■ **RECORDS SHOWN**
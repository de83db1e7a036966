/*
 * // Copyright (c) Radzivon Bartoshyk 5/2025. All rights reserved.
 * //
 * // Redistribution and use in source and binary forms, with or without modification,
 * // are permitted provided that the following conditions are met:
 * //
 * // 1.  Redistributions of source code must retain the above copyright notice, this
 * // list of conditions and the following disclaimer.
 * //
 * // 2.  Redistributions in binary form must reproduce the above copyright notice,
 * // this list of conditions and the following disclaimer in the documentation
 * // and/or other materials provided with the distribution.
 * //
 * // 3.  Neither the name of the copyright holder nor the names of its
 * // contributors may be used to endorse or promote products derived from
 * // this software without specific prior written permission.
 * //
 * // THIS SOFTWARE IS PROVIDED BY THE COPYRIGHT HOLDERS AND CONTRIBUTORS "AS IS"
 * // AND ANY EXPRESS OR IMPLIED WARRANTIES, INCLUDING, BUT NOT LIMITED TO, THE
 * // IMPLIED WARRANTIES OF MERCHANTABILITY AND FITNESS FOR A PARTICULAR PURPOSE ARE
 * // DISCLAIMED. IN NO EVENT SHALL THE COPYRIGHT HOLDER OR CONTRIBUTORS BE LIABLE
 * // FOR ANY DIRECT, INDIRECT, INCIDENTAL, SPECIAL, EXEMPLARY, OR CONSEQUENTIAL
 * // DAMAGES (INCLUDING, BUT NOT LIMITED TO, PROCUREMENT OF SUBSTITUTE GOODS OR
 * // SERVICES; LOSS OF USE, DATA, OR PROFITS; OR BUSINESS INTERRUPTION) HOWEVER
 * // CAUSED AND ON ANY THEORY OF LIABILITY, WHETHER IN CONTRACT, STRICT LIABILITY,
 * // OR TORT (INCLUDING NEGLIGENCE OR OTHERWISE) ARISING IN ANY WAY OUT OF THE USE
 * // OF THIS SOFTWARE, EVEN IF ADVISED OF THE POSSIBILITY OF SUCH DAMAGE.
 */
use crate::dyadic::Dyadic;
use std::cmp::Ordering;
use std::fmt::{Display, Formatter};

/// A dyadic number extended with the two infinities, totally ordered.
#[derive(Clone, Debug, PartialEq, Eq)]
pub enum Extended {
    NegInf,
    Finite(Dyadic),
    PosInf,
}

impl Extended {
    #[inline]
    pub fn is_finite(&self) -> bool {
        matches!(self, Extended::Finite(_))
    }

    /// The finite payload, panics on infinities.
    pub fn finite(&self) -> &Dyadic {
        match self {
            Extended::Finite(d) => d,
            Extended::NegInf => panic!("Extended::finite on -inf"),
            Extended::PosInf => panic!("Extended::finite on +inf"),
        }
    }
}

impl PartialOrd for Extended {
    fn partial_cmp(&self, other: &Self) -> Option<Ordering> {
        Some(self.cmp(other))
    }
}

impl Ord for Extended {
    fn cmp(&self, other: &Self) -> Ordering {
        match (self, other) {
            (Extended::NegInf, Extended::NegInf) => Ordering::Equal,
            (Extended::NegInf, _) => Ordering::Less,
            (_, Extended::NegInf) => Ordering::Greater,
            (Extended::PosInf, Extended::PosInf) => Ordering::Equal,
            (Extended::PosInf, _) => Ordering::Greater,
            (_, Extended::PosInf) => Ordering::Less,
            (Extended::Finite(a), Extended::Finite(b)) => a.cmp(b),
        }
    }
}

impl Display for Extended {
    fn fmt(&self, f: &mut Formatter<'_>) -> std::fmt::Result {
        match self {
            Extended::NegInf => f.write_str("-inf"),
            Extended::PosInf => f.write_str("+inf"),
            Extended::Finite(d) => write!(f, "{d}"),
        }
    }
}

#[cfg(test)]
mod tests {
    use super::*;
    use num_bigint::BigInt;

    #[test]
    fn extended_order() {
        let a = Extended::Finite(Dyadic::new(BigInt::from(1), 0));
        let b = Extended::Finite(Dyadic::new(BigInt::from(3), -1));
        assert!(Extended::NegInf < a);
        assert!(a < b);
        assert!(b < Extended::PosInf);
        assert!(Extended::NegInf < Extended::PosInf);
    }
}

■ **EXERCISE**
Search the material above for lines containing the string "PosInf", then pull them out.

■ **SOLUTION**
    PosInf,
            Extended::PosInf => panic!("Extended::finite on +inf"),
            (Extended::PosInf, Extended::PosInf) => Ordering::Equal,
            (Extended::PosInf, _) => Ordering::Greater,
            (_, Extended::PosInf) => Ordering::Less,
            Extended::PosInf => f.write_str("+inf"),
        assert!(b < Extended::PosInf);
        assert!(Extended::NegInf < Extended::PosInf);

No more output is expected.